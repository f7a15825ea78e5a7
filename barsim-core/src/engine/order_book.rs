//! Resting-order set.
//!
//! The book is the only owner of live `Order` records from submission until
//! they are fully filled or cancelled. Every entry satisfies
//! `filled_quantity < quantity`; entries are keyed by id so iteration is in
//! submission order.
//!
//! The order book does NOT compute fill prices or apply slippage. That is the
//! execution engine's job. The book tracks order state only.

use crate::domain::{Order, OrderId};
use std::collections::BTreeMap;
use thiserror::Error;

/// Errors from order book operations.
#[derive(Debug, Error, PartialEq)]
pub enum OrderBookError {
    #[error("order {0} is already resting")]
    DuplicateOrder(OrderId),

    #[error("order {0} has no remaining quantity")]
    NothingRemaining(OrderId),
}

/// Resting orders keyed by id.
#[derive(Debug, Default)]
pub struct OrderBook {
    orders: BTreeMap<OrderId, Order>,
}

impl OrderBook {
    pub fn new() -> Self {
        Self::default()
    }

    // ── Public API ─────────────────────────────────────────────────────

    /// Add an order to the resting set.
    pub fn insert(&mut self, order: Order) -> Result<(), OrderBookError> {
        if order.is_filled() {
            return Err(OrderBookError::NothingRemaining(order.id));
        }
        if self.orders.contains_key(&order.id) {
            return Err(OrderBookError::DuplicateOrder(order.id));
        }
        self.orders.insert(order.id, order);
        Ok(())
    }

    /// Remove an order, returning it if it was resting.
    pub fn remove(&mut self, id: OrderId) -> Option<Order> {
        self.orders.remove(&id)
    }

    pub fn get(&self, id: OrderId) -> Option<&Order> {
        self.orders.get(&id)
    }

    pub(crate) fn get_mut(&mut self, id: OrderId) -> Option<&mut Order> {
        self.orders.get_mut(&id)
    }

    pub fn contains(&self, id: OrderId) -> bool {
        self.orders.contains_key(&id)
    }

    /// Resting order ids in ascending (submission) order.
    pub fn ids(&self) -> Vec<OrderId> {
        self.orders.keys().copied().collect()
    }

    pub fn iter(&self) -> impl Iterator<Item = &Order> {
        self.orders.values()
    }

    /// Resting orders for one symbol, in submission order.
    pub fn orders_for_symbol<'a>(&'a self, symbol: &'a str) -> impl Iterator<Item = &'a Order> {
        self.orders.values().filter(move |o| o.symbol == symbol)
    }

    pub fn len(&self) -> usize {
        self.orders.len()
    }

    pub fn is_empty(&self) -> bool {
        self.orders.is_empty()
    }

    /// Drain the book, returning whatever is still resting.
    pub fn into_orders(self) -> Vec<Order> {
        self.orders.into_values().collect()
    }
}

-*-

- **Goal of the exercise**: Begin at the first line of the material above. Transcribe each line exactly, ending with the line that contains "Every entry satisfies".

- **Reply to the exercise**:
repository f7a15825ea78e5a7
filename barsim-core/src/engine/order_book.rs
//! Resting-order set.
//!
//! The book is the only owner of live `Order` records from submission until
//! they are fully filled or cancelled. Every entry satisfies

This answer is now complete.